AbstractTo advance the engineering of kidney tubules for future implantation, constructs should be both self-supportive and yet small-sized and highly porous. Here, we hypothesize that the fabrication of small-sized porous tubular scaffolds with a highly organized fibrous microstructure by means of melt-electrowriting (MEW) allows the development of self-supported kidney proximal tubules with enhanced properties. A custom-built MEW device was used to fabricate tubular fibrous scaffolds with small diameter sizes (Ø = 0.5, 1, 3 mm) and well-defined, porous microarchitectures (rhombus, square, and random). Human umbilical vein endothelial cells (HUVEC) and human conditionally immortalized proximal tubular epithelial cells (ciPTEC) were seeded into the scaffolds and tested for monolayer formation, integrity, and organization, as well as for extracellular matrix (ECM) production and renal transport functionality. Tubular scaffolds were successfully manufactured by fine control of MEW instrument parameters. A minimum inner diameter of 0.5 mm and pore sizes of 0.2 mm were achieved.

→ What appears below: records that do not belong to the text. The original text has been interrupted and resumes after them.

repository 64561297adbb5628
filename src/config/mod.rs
pub mod loader;
pub mod schema;
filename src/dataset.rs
//! QA dataset loading.
//!
//! The dataset is a JSON object whose `qa_pairs` key holds an ordered list of
//! `{question, answer}` objects. Order matters: a pair's position is its
//! `question_id` in every answers file generated from it.

use std::path::Path;

use serde::{Deserialize, Serialize};

use crate::errors::DatasetError;

/// One trivia question and its canonical expected answer.
#[derive(Debug, Clone, PartialEq, Eq, Serialize, Deserialize)]
pub struct QAPair {
    #[serde(default)]
    pub question: String,
    #[serde(default)]
    pub answer: String,
}

/// Parse dataset text. `path` is only used in error messages.
pub fn parse_pairs(text: &str, path: &Path) -> Result<Vec<QAPair>, DatasetError> {
    let raw: serde_json::Value = serde_json::from_str(text).map_err(|source| DatasetError::Json {
        path: path.to_path_buf(),
        source,
    })?;
    let pairs = raw
        .as_object()
        .and_then(|obj| obj.get("qa_pairs"))
        .ok_or_else(|| DatasetError::MissingPairs(path.to_path_buf()))?;
    if !pairs.is_array() {
        return Err(DatasetError::MalformedPairs(path.to_path_buf()));
    }
    serde_json::from_value(pairs.clone()).map_err(|_| DatasetError::MalformedPairs(path.to_path_buf()))
}

/// Load every pair from the dataset file.
pub fn load_pairs(path: &Path) -> Result<Vec<QAPair>, DatasetError> {
    let text = std::fs::read_to_string(path).map_err(|source| DatasetError::Io {
        path: path.to_path_buf(),
        source,
    })?;
    parse_pairs(&text, path)
}

/// Load the first `limit` pairs in dataset order.
pub fn load_first(path: &Path, limit: usize) -> Result<Vec<QAPair>, DatasetError> {
    let mut pairs = load_pairs(path)?;
    pairs.truncate(limit);
    Ok(pairs)
}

CiPTEC formed tight monolayers in all scaffold microarchitectures tested, but well-defined rhombus-shaped pores outperformed and facilitated unidirectional cell orientation, increased collagen type IV deposition, and expression of the renal transporters and differentiation markers organic cation transporter 2 (OCT2) and P-glycoprotein (P-gp). To conclude, we present smaller diameter engineered kidney tubules with microgeometry-directed cell functionality. Due to the well-organized tubular fiber scaffold microstructure, the tubes are mechanically self-supported, and the self-produced ECM constitutes the only barrier between the inner and outer compartment, facilitating rapid and active solute transport.